Люди стали убивать друг друга с азартом, стремительно впали в состояние зверства: жизнь человека сделалась менее важна, чем статус государства, границы, территории, флаги, символы, гимны, и, уж конечно, жизнь оказалась вовсе обесценена рядом с таким всеобъемлющим и безразмерным понятием, как «свобода». Всякий, кто убивал, считал, что убивает другого человека во имя свободы, а что такое «свобода», никто толком не знал. Люди стреляли друг другу в живот, вырывали друг у друга кишки, выкалывали глаза, ломали ноги, отрезали языки и кастрировали пленных — и при этом говорили слово «свобода», считая это понятие сакральным. Иногда во имя свободы убивали они сами, иногда убивали их — во имя той же самой свободы. Свобода стала идолом, которому приносили человеческие жертвы, и алтарь «священной свободы» мазали кровью детей, а матери слизывали кровь сыновей с алтаря свободы и пели гимны шаманам, которые зарезали их деток. Убийство тысяч молодых людей совершалось в рамках привычного обряда поклонения свободе. На прежних войнах люди убивали друг друга ради прихоти монарха, по воле партии или по приказанию Бога. Люди прежде горевали, оплачивая жизнями своих детей покой господ или церковный обряд. Сегодня люди гордились тем, что поступают единственно разумно, принося детей в жертву; люди верили, что это нужно самим детям — пусть те пока еще и не до конца понимают, зачем умирают, но умереть надо. Люди доводили себя до исступления разговорами о свободе, которую у них отнимали, и отдавали за нее то немногое, что у них действительно было: мужей и детей. Телеведущие равномерно возбуждали пушечное мясо до состояния готовности к прожарке, но речи телеведущих сродни искусству поваров; важно было то, что мясо само просилось на вертел. Украинцы плясали на площадях, выкрикивая «кто не скачет, тот москаль», и во время скачек и прыгания доводили себя до гражданского исступления, до того состояния, когда человеческие жертвоприношения уже необходимы. Свободу надо кормить детьми — и кормили исправно.

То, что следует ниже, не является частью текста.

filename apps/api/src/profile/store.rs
//! Profile document store — insert, find-by-id and partial updates.
//!
//! `AppState` holds an `Arc<dyn ProfileStore>`; production uses `PgProfileStore`.

use async_trait::async_trait;
use serde_json::Value;
use sqlx::types::Json;
use sqlx::PgPool;
use uuid::Uuid;

use crate::errors::AppError;
use crate::models::profile::{ProfileRow, Recommendation, UserProfile};

/// Fields of a profile about to be inserted, already truncated.
#[derive(Debug, Clone)]
pub struct NewProfile {
    pub name: String,
    pub age: String,
    pub gender: String,
    pub preference: String,
    pub language: String,
    pub reference: String,
}

#[async_trait]
pub trait ProfileStore: Send + Sync {
    /// Persists a new profile with empty quiz answers and returns its id.
    async fn insert(&self, profile: NewProfile) -> Result<Uuid, AppError>;

    async fn find_by_id(&self, id: Uuid) -> Result<Option<UserProfile>, AppError>;

    /// Replaces `quiz_answers`, bumps the version and returns the updated
    /// document, or `None` if no profile has this id.
    async fn set_quiz_answers(
        &self,
        id: Uuid,
        answers: &[Value],
    ) -> Result<Option<UserProfile>, AppError>;

    /// Replaces `recommendations` only if the stored version still equals
    /// `expected_version`. Returns whether the write applied.
    async fn set_recommendations(
        &self,
        id: Uuid,
        recommendations: &[Recommendation],
        expected_version: i32,
    ) -> Result<bool, AppError>;
}

pub struct PgProfileStore {
    pool: PgPool,
}

impl PgProfileStore {
    pub fn new(pool: PgPool) -> Self {
        Self { pool }
    }
}

#[async_trait]
impl ProfileStore for PgProfileStore {
    async fn insert(&self, profile: NewProfile) -> Result<Uuid, AppError> {
        let id = Uuid::new_v4();

        sqlx::query(
            r#"
            INSERT INTO profiles
                (id, name, age, gender, preference, language, reference, quiz_answers)
            VALUES ($1, $2, $3, $4, $5, $6, $7, '[]'::jsonb)
            "#,
        )
        .bind(id)
        .bind(&profile.name)
        .bind(&profile.age)
        .bind(&profile.gender)
        .bind(&profile.preference)
        .bind(&profile.language)
        .bind(&profile.reference)
        .execute(&self.pool)
        .await?;

        Ok(id)
    }

    async fn find_by_id(&self, id: Uuid) -> Result<Option<UserProfile>, AppError> {
        let row: Option<ProfileRow> = sqlx::query_as("SELECT * FROM profiles WHERE id = $1")
            .bind(id)
            .fetch_optional(&self.pool)
            .await?;

        Ok(row.map(UserProfile::from))
    }

    async fn set_quiz_answers(
        &self,
        id: Uuid,
        answers: &[Value],
    ) -> Result<Option<UserProfile>, AppError> {
        let row: Option<ProfileRow> = sqlx::query_as(
            r#"
            UPDATE profiles
            SET quiz_answers = $1, version = version + 1, updated_at = now()
            WHERE id = $2
            RETURNING *
            "#,
        )
        .bind(Json(answers))
        .bind(id)
        .fetch_optional(&self.pool)
        .await?;

        Ok(row.map(UserProfile::from))
    }

    async fn set_recommendations(
        &self,
        id: Uuid,
        recommendations: &[Recommendation],
        expected_version: i32,
    ) -> Result<bool, AppError> {
        let result = sqlx::query(
            r#"
            UPDATE profiles
            SET recommendations = $1, version = version + 1, updated_at = now()
            WHERE id = $2 AND version = $3
            "#,
        )
        .bind(Json(recommendations))
        .bind(id)
        .bind(expected_version)
        .execute(&self.pool)
        .await?;

        Ok(result.rows_affected() == 1)
    }
}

Варлам Оврагов и Борислав Лядва хрипели и плевались друг в друга, а умирающий Роман Кириллович говорил:
— Прошу вас, голубчики, успокойтесь. Я вам сейчас все объясню. Поймите, милые. Фактически длится спор между Шеллингом и Кантом. И вот идея Мировой души позднего Шеллинга нашла свое воплощение в российском Софизме… — старый профессор бормотал, а два мошенника смотрели на безумца в недоумении.

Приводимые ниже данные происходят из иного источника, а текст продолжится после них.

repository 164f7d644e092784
use anyhow::Result;
use sqlx::postgres::PgPoolOptions;
use sqlx::PgPool;
use tracing::info;

/// Creates a PostgreSQL connection pool and applies pending migrations.
pub async fn create_pool(database_url: &str) -> Result<PgPool> {
    info!("Connecting to PostgreSQL...");

    let pool = PgPoolOptions::new()
        .max_connections(10)
        .connect(database_url)
        .await?;

    info!("PostgreSQL connection pool established");

    sqlx::migrate!("./migrations").run(&pool).await?;
    info!("Database migrations applied");

    Ok(pool)
}
use std::sync::Arc;

use tera::Tera;

use crate::config::Config;
use crate::llm_client::TextGenerator;
use crate::profile::store::ProfileStore;
use crate::session::SessionStore;

/// Shared application state injected into all route handlers via Axum extractors.
#[derive(Clone)]
pub struct AppState {
    /// Authoritative profile documents (Postgres in production).
    pub profiles: Arc<dyn ProfileStore>,
    /// Session cookie → active profile id (Redis in production).
    pub sessions: Arc<dyn SessionStore>,
    pub llm: Arc<dyn TextGenerator>,
    pub templates: Arc<Tera>,
    pub config: Config,
}
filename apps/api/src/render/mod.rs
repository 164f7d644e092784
//! HTML pages. Templates are embedded at compile time and parsed once at startup.

use axum::response::Html;
use tera::{Context, Tera};

use crate::errors::AppError;

pub const PROFILE_PAGE: &str = "profile.html";
pub const QUIZ_PAGE: &str = "quiz.html";
pub const RESULT_PAGE: &str = "result.html";

/// Parses every page template. `.html` templates are autoescaped.
pub fn load_templates() -> Result<Tera, tera::Error> {
    let mut tera = Tera::default();
    tera.add_raw_templates(vec![
        ("base.html", include_str!("../../templates/base.html")),
        (PROFILE_PAGE, include_str!("../../templates/profile.html")),
        (QUIZ_PAGE, include_str!("../../templates/quiz.html")),
        (RESULT_PAGE, include_str!("../../templates/result.html")),
    ])?;
    Ok(tera)
}

pub fn render_page(tera: &Tera, name: &str, context: &Context) -> Result<Html<String>, AppError> {
    tera.render(name, context)
        .map(Html)
        .map_err(|e| AppError::Internal(anyhow::anyhow!("rendering {name} failed: {e:?}")))
}

#[cfg(test)]
mod tests {
    use super::*;
    use serde_json::json;

    #[test]
    fn test_all_templates_parse() {
        let tera = load_templates().unwrap();
        let names: Vec<&str> = tera.get_template_names().collect();
        for page in [PROFILE_PAGE, QUIZ_PAGE, RESULT_PAGE] {
            assert!(names.contains(&page), "{page} missing");
        }
    }

    #[test]
    fn test_quiz_page_escapes_generated_text() {
        let tera = load_templates().unwrap();
        let mut context = Context::new();
        context.insert("pid", "p1");
        context.insert(
            "questions",
            &json!([{"id": 1, "question": "<script>x</script>", "options": ["A"]}]),
        );

        let html = render_page(&tera, QUIZ_PAGE, &context).unwrap().0;
        assert!(!html.contains("<script>x</script>"));
        assert!(html.contains("&lt;script&gt;"));
    }

    #[test]
    fn test_result_page_without_recommendations() {
        let tera = load_templates().unwrap();
        let mut context = Context::new();
        context.insert(
            "user",
            &json!({"name": "Sam", "age": "31", "gender": "m", "preference": "jazz",
                    "language": "en", "reference": "", "quiz_answers": []}),
        );
        context.insert("answers", &Vec::<String>::new());
        context.insert("recommendations", &Vec::<String>::new());

        let html = render_page(&tera, RESULT_PAGE, &context).unwrap().0;
        assert!(html.contains("Songs for Sam"));
        assert!(html.contains("No recommendations yet."));
    }
}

— Свихнулся дед, — констатировал Лядва.
— Сбрендишь с вами, — согласился Варлам Оврагов.
— Дело все в том, что кантианская логика нуждается в апперцепции, то есть в прояснении всякого отдельного понятия, доводя туманное до ясно-бытового, чем занимался, например, Сократ. Вы помните диалоги с участием Сократа… И вот Шеллинг противопоставляет этому единый Абсолют… Вы скажете: неоплатонизм…

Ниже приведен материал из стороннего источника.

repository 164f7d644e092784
// Profile workflow prompt templates.
// Placeholders are `{name}` tokens replaced before sending.

/// Quiz prompt. Replace `{preference}`, `{language}`, `{reference}`.
pub const QUIZ_PROMPT_TEMPLATE: &str = r#"Based on the following user profile:
- Preference: {preference}
- Language: {language}
- Reference: {reference}

Generate 3 multiple-choice quiz questions to further understand their music taste.
Return the questions in a JSON list format like this:
[
    {"id": 1, "question": "...", "options": ["...", "...", "..."]},
    ...
]
Return ONLY the JSON list."#;

/// Recommendation prompt used after a quiz submission.
/// Replace `{age}`, `{gender}`, `{preference}`, `{language}`, `{answers}`.
pub const RECOMMENDATION_PROMPT_TEMPLATE: &str = r#"Based on the following user profile:
- Age: {age}
- Gender: {gender}
- Preference: {preference}
- Language: {language}
- Answers: {answers}

Recommend 5 songs.
Return the recommendations as a JSON list of objects, where each object has "title" and "artist".
Example:
[
    {"title": "Song Title", "artist": "Artist Name"},
    ...
]
Return ONLY the JSON list."#;

/// Shorter prompt for the on-demand recommendations endpoint. Same output
/// contract as `RECOMMENDATION_PROMPT_TEMPLATE`.
pub const QUICK_RECOMMENDATION_PROMPT_TEMPLATE: &str = r#"Based on profile: Age {age}, Gender {gender}, Preference {preference}, Language {language},
and answers: {answers}, recommend music or songs.
Return ONLY a JSON list of objects with "title" and "artist", e.g. [{"title": "Song Title", "artist": "Artist Name"}]."#;

/// Fills `{name}` placeholders in one left-to-right pass. Inserted values are
/// never rescanned, so a value containing `{reference}` is sent verbatim.
/// Braces that do not name a known placeholder are copied as-is.
pub fn fill_template(template: &str, values: &[(&str, &str)]) -> String {
    let mut out = String::with_capacity(template.len());
    let mut rest = template;

    while let Some(open) = rest.find('{') {
        out.push_str(&rest[..open]);
        let after = &rest[open + 1..];

        let filled = after.find('}').and_then(|close| {
            let key = &after[..close];
            values
                .iter()
                .find(|(name, _)| *name == key)
                .map(|(_, value)| (*value, close))
        });

        match filled {
            Some((value, close)) => {
                out.push_str(value);
                rest = &after[close + 1..];
            }
            None => {
                out.push('{');
                rest = after;
            }
        }
    }

    out.push_str(rest);
    out
}

#[cfg(test)]
mod tests {
    use super::*;

    #[test]
    fn test_fill_template_does_not_rescan_inserted_values() {
        let filled = fill_template(
            "- Preference: {preference}\n- Reference: {reference}",
            &[
                ("preference", "songs like {reference}"),
                ("reference", "Miles Davis"),
            ],
        );
        assert_eq!(
            filled,
            "- Preference: songs like {reference}\n- Reference: Miles Davis"
        );
    }

    #[test]
    fn test_fill_template_keeps_json_examples() {
        let filled = fill_template(
            r#"[{"title": "Song Title"}] for {age}"#,
            &[("age", "30")],
        );
        assert_eq!(filled, r#"[{"title": "Song Title"}] for 30"#);
    }

    #[test]
    fn test_fill_template_unknown_and_unclosed_braces() {
        assert_eq!(
            fill_template("{unknown} {age} {", &[("age", "1")]),
            "{unknown} 1 {"
        );
    }

    #[test]
    fn test_quiz_template_has_every_placeholder_filled() {
        let filled = fill_template(
            QUIZ_PROMPT_TEMPLATE,
            &[("preference", "p"), ("language", "l"), ("reference", "r")],
        );
        assert!(filled.contains("- Preference: p"));
        assert!(filled.contains("- Reference: r"));
        assert!(filled.contains(r#"{"id": 1, "question": "...""#));
    }
}
pub mod profile;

— Ничего этого мы не скажем, — уверил профессора Лядва.
— Но к чему мы придем? Не к тому ли, что сможем рассматривать текущую войну как спор Канта с Шеллингом?
— Тебе в генштаб надо. Когда мозги прочистишь, — сказал Варлам. — Но там таких чудиков не держат. Они своих наследничков в Оксфорд отправляют.
Верховные шаманы предпочитали спрятать своих детей, отсылали их далеко — в те уютные демократические страны, которые уже давно совершили обряд поедания человеческого мяса и теперь могли скармливать свободе чужих детей.
— Ничего, — цедил заключенный Оврагов, — и без Шеллинга разберемся. Вы, хохлы, допрыгаетесь. Доскачетесь. Я-то здесь сдохну. Но у меня брат есть. Он там, на Донбассе.
— У вас брат тоже есть? — заинтересовался Роман Кириллович. Про своего собственного брата Роман Кириллович Рихтер вспоминать не любил; но вот сегодня вспомнил. Но неожиданно подумал — у тяжело больных бывают такие озарения, — что его собственный брат может приехать в Москву. — У вас есть брат?
— Есть у меня брат. Полковник. — Вор выговорил эти слова с последней гордостью человека, которому есть за что умирать. — Вы еще все про него услышите. Вы еще вздрогнете, суки.
И точно. Услышали. Прошел день — и заключенных, в том числе больных, вывели во внутренний двор тюрьмы, построили в каре. Романа Кирилловича вывели под руки конвойные, затем поместили между Лядвой и Овраговым.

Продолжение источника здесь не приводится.